Hackers allegedly behind a new IoT botnet created from the Mirai malware claimed responsibility for the attack.

A cyberattack targeting Talk Talk and the Post Office recently saw some of the two firms’ customers briefly taken offline. Two hackers, allegedly behind a new IoT botnet, created from the strain of the infamous Mirai malware, have belatedly claimed responsibility for the attack. However, the hackers reportedly claim that the attack was accidental.

According to a report by Motherboard, one of the hackers, going by the pseudonym Best Buy apologised for the “unintentional” attack. “Sorry for UK Post Office,” the hackers said. “But they should give their customers better hardware :”.
Best Buy claimed “too many requests freeze the s****y routers,” which caused the outage. He also claimed the incident occurred when he and his cybercriminal colleague Popopret attempted to enlist more vulnerable devices into their new botnet, which they now call Annie instead of Mirai.

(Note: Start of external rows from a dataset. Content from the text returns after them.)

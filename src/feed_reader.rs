use crate::{Error, Feed, RawFeed};
use std::path::Path;

/// Allows to parameterize how the feed is loaded
///
/// ```
///let feed = transit_feed::FeedReader::default()
///    .without_stop_times()
///    .read("fixtures/basic")?;
///assert_eq!(0, feed.get_trip("T1")?.stop_times.len());
/// # Ok::<(), transit_feed::Error>(())
///```
#[derive(Derivative, Debug, Clone)]
#[derivative(Default)]
pub struct FeedReader {
    /// [crate::StopTime] are the largest part of a feed and not always needed. This allows to skip reading them
    #[derivative(Default(value = "true"))]
    pub read_stop_times: bool,
}

impl FeedReader {
    /// Configures the reader to not read the stop times
    ///
    /// This can be useful to save time and memory with large datasets when only the routes and their geometry are needed
    /// Returns Self and can be chained
    pub fn without_stop_times(&mut self) -> &mut Self {
        self.read_stop_times = false;
        self
    }

    /// Configures the reader to read or not the stop times (default: true)
    pub fn read_stop_times(&mut self, read_stop_times: bool) -> &mut Self {
        self.read_stop_times = read_stop_times;
        self
    }

    /// Reads and links the feed found in the directory `path`
    pub fn read<P>(&self, path: P) -> Result<Feed, Error>
    where
        P: AsRef<Path>,
    {
        self.raw_from_path(path).map(Feed::from)
    }

    /// Reads the rows of the feed found in the directory `path`, without linking them
    pub fn raw_from_path<P>(&self, path: P) -> Result<RawFeed, Error>
    where
        P: AsRef<Path>,
    {
        RawFeed::from_path_params(path, self)
    }
}
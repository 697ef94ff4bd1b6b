//! voicenote entrypoint.
//!
//! `voicenote` records from the microphone until Ctrl-C (or takes an existing
//! WAV file), transcribes it with a local Whisper model, prints the text, and
//! copies it to the clipboard. `--chunked` splits the audio on silence and
//! transcribes the chunks in order instead of feeding the model one file.

use anyhow::{anyhow, Context, Result};
use std::path::PathBuf;
use std::sync::atomic::{AtomicBool, Ordering};
use std::time::Duration;
use tempfile::TempDir;
use tracing::{debug, warn};
use voicenote::audio::{wav, Recorder, StopReason};
use voicenote::config::AppConfig;
use voicenote::stt::Transcriber;
use voicenote::{clipboard, pipeline, telemetry};

/// Set by the SIGINT handler; polled by the capture loop.
static INTERRUPTED: AtomicBool = AtomicBool::new(false);

#[cfg(unix)]
extern "C" fn handle_sigint(_: libc::c_int) {
    INTERRUPTED.store(true, Ordering::SeqCst);
}

#[cfg(unix)]
fn install_sigint_handler() -> Result<()> {
    unsafe {
        // SAFETY: the handler only flips an atomic flag, which is
        // async-signal-safe.
        let handler = handle_sigint as *const () as libc::sighandler_t;
        if libc::signal(libc::SIGINT, handler) == libc::SIG_ERR {
            return Err(anyhow!("failed to install SIGINT handler"));
        }
    }
    Ok(())
}

#[cfg(not(unix))]
fn install_sigint_handler() -> Result<()> {
    // No handler here; recording stops via --max-record-secs.
    Ok(())
}

fn main() -> Result<()> {
    let config = AppConfig::parse_args()?;
    telemetry::init_tracing(config.logs);

    if config.list_input_devices {
        for name in Recorder::list_devices()? {
            println!("{name}");
        }
        return Ok(());
    }

    let model_path = config
        .model_path
        .clone()
        .ok_or_else(|| anyhow!("--model-path is required"))?;
    let transcriber = Transcriber::new(&model_path, config.whisper_options())
        .with_context(|| format!("failed to load whisper model from {}", model_path.display()))?;

    // Keeps the scratch directory (and the recording inside it) alive until
    // transcription is done.
    let mut _scratch: Option<TempDir> = None;
    let audio_file: PathBuf = match &config.audio_file {
        Some(path) => path.clone(),
        None => {
            let (path, scratch) = record_to_wav(&config)?;
            _scratch = scratch;
            path
        }
    };

    let text = if config.chunked {
        let wave = wav::read_wav(&audio_file)?;
        pipeline::transcribe_chunked(&transcriber, &wave, &config.segmenter_config())?
    } else {
        pipeline::transcribe_file(&transcriber, &audio_file)?
    };

    if text.trim().is_empty() {
        eprintln!("No speech detected.");
        return Ok(());
    }
    println!("{text}");

    if !config.no_clipboard {
        // Clipboard trouble is worth a warning, never a failed run: the
        // transcript is already on stdout.
        match clipboard::publish(&text) {
            Ok(()) => eprintln!("Transcript copied to clipboard."),
            Err(err) => {
                warn!("clipboard publish failed: {err:#}");
                eprintln!("warning: could not copy to clipboard: {err:#}");
            }
        }
    }

    Ok(())
}

/// Record until Ctrl-C (or the hard limit) and flush the capture to a WAV.
///
/// Without `--save-audio` the file lands in a per-run scratch directory that
/// is removed when the run ends, on success and error alike.
fn record_to_wav(config: &AppConfig) -> Result<(PathBuf, Option<TempDir>)> {
    install_sigint_handler()?;
    let recorder = Recorder::new(config.input_device.as_deref())?;
    eprintln!(
        "Recording from '{}'... press Ctrl-C to stop.",
        recorder.device_name()
    );

    let max_duration =
        (config.max_record_secs > 0).then(|| Duration::from_secs(config.max_record_secs));
    let recording = recorder.record_until(&INTERRUPTED, config.capture_rate, max_duration)?;
    if recording.metrics.stop_reason == StopReason::MaxDuration {
        eprintln!("Reached the recording limit.");
    }
    eprintln!("Finished recording ({} ms).", recording.metrics.capture_ms);

    let (path, scratch) = match &config.save_audio {
        Some(path) => (path.clone(), None),
        None => {
            let dir = tempfile::Builder::new()
                .prefix("voicenote-")
                .tempdir()
                .context("failed to create scratch directory")?;
            (dir.path().join("recording.wav"), Some(dir))
        }
    };
    wav::write_wav_i16(&path, &recording.samples, recording.sample_rate)?;
    debug!(
        path = %path.display(),
        samples = recording.samples.len(),
        sample_rate = recording.sample_rate,
        "capture written"
    );
    Ok((path, scratch))
}
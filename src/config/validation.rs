use super::{
    AppConfig, CAPTURE_RATE_RANGE, MAX_BEAM_SIZE, MAX_RECORD_SECS_LIMIT, MIN_SILENCE_MS_RANGE,
    SEGMENT_FRAME_MS_RANGE, SILENCE_THRESHOLD_DB_RANGE,
};
use anyhow::{bail, Result};
use clap::Parser;

impl AppConfig {
    /// Parse CLI arguments and validate them right away.
    pub fn parse_args() -> Result<Self> {
        let mut config = Self::parse();
        config.validate()?;
        Ok(config)
    }

    /// Check CLI values before any device or model is opened.
    pub fn validate(&mut self) -> Result<()> {
        let (min_sil_lo, min_sil_hi) = MIN_SILENCE_MS_RANGE;
        if !(min_sil_lo..=min_sil_hi).contains(&self.min_silence_ms) {
            bail!(
                "--min-silence-ms must be between {min_sil_lo} and {min_sil_hi}, got {}",
                self.min_silence_ms
            );
        }

        let (db_lo, db_hi) = SILENCE_THRESHOLD_DB_RANGE;
        if !(db_lo..=db_hi).contains(&self.silence_threshold_db)
            || !self.silence_threshold_db.is_finite()
        {
            bail!(
                "--silence-threshold-db must be between {db_lo} and {db_hi} dBFS, got {}",
                self.silence_threshold_db
            );
        }

        let (frame_lo, frame_hi) = SEGMENT_FRAME_MS_RANGE;
        if !(frame_lo..=frame_hi).contains(&self.segment_frame_ms) {
            bail!(
                "--segment-frame-ms must be between {frame_lo} and {frame_hi}, got {}",
                self.segment_frame_ms
            );
        }
        if self.segment_frame_ms > self.min_silence_ms {
            bail!(
                "--segment-frame-ms ({}) cannot exceed --min-silence-ms ({})",
                self.segment_frame_ms,
                self.min_silence_ms
            );
        }

        let (rate_lo, rate_hi) = CAPTURE_RATE_RANGE;
        if !(rate_lo..=rate_hi).contains(&self.capture_rate) {
            bail!(
                "--capture-rate must be between {rate_lo} and {rate_hi} Hz, got {}",
                self.capture_rate
            );
        }

        if self.max_record_secs > MAX_RECORD_SECS_LIMIT {
            bail!(
                "--max-record-secs must be at most {MAX_RECORD_SECS_LIMIT}, got {}",
                self.max_record_secs
            );
        }

        if self.whisper_beam_size > MAX_BEAM_SIZE {
            bail!(
                "--whisper-beam-size must be at most {MAX_BEAM_SIZE}, got {}",
                self.whisper_beam_size
            );
        }
        if !(0.0..=1.0).contains(&self.whisper_temperature) {
            bail!(
                "--whisper-temperature must be between 0.0 and 1.0, got {}",
                self.whisper_temperature
            );
        }

        if !valid_lang(&self.lang) {
            bail!(
                "--lang must be \"auto\" or a two-letter ISO 639-1 code, got {:?}",
                self.lang
            );
        }

        // Device listing needs no model; every other invocation does.
        if !self.list_input_devices {
            match &self.model_path {
                None => bail!("--model-path is required (or set VOICENOTE_MODEL)"),
                Some(path) if !path.is_file() => {
                    bail!("whisper model not found at {}", path.display())
                }
                Some(_) => {}
            }
        }

        if let Some(path) = &self.audio_file {
            if !path.is_file() {
                bail!("audio file not found at {}", path.display());
            }
        }

        Ok(())
    }
}

fn valid_lang(lang: &str) -> bool {
    lang.eq_ignore_ascii_case("auto")
        || (lang.len() == 2 && lang.chars().all(|c| c.is_ascii_lowercase()))
}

The hacker duo reportedly claim to having gained a 4.8 million bot strong army of compromised devices. This number, however, is yet to be verified. The hacker duo are also believed to be renting out access to their new Mirai botnet successor, which may likely lead to future attacks.

Talk Talk and the Post Office have confirmed the attack. While Talk Talk acknowledged that a “small number” of its customers’ routers were affected by Mirai, a spokesperson for the Post Office said that a “third party” was responsible for the disruptions, which affected “certain types of routers.”

The new wave of cyberattacks, leveraging Mirai, come on the heels of large-scale Mirai-powered attacks, which caused massive outages across the globe, even briefly taking the entire internet of Liberia offline. Cybercriminals first began flexing Mirai’s power after a massive attack nearly shut down the US internet.

Following Mirai’s source code being made publicly available by its alleged creator the pseudonymous hacker Anna_Senpai, hackers have taken to creating rival botnet armies to conduct large-scale attacks. Security researchers tracking Mirai’s propagation indicate that a new wave of attacks from Mirai-powered botnets may likely be in the offing.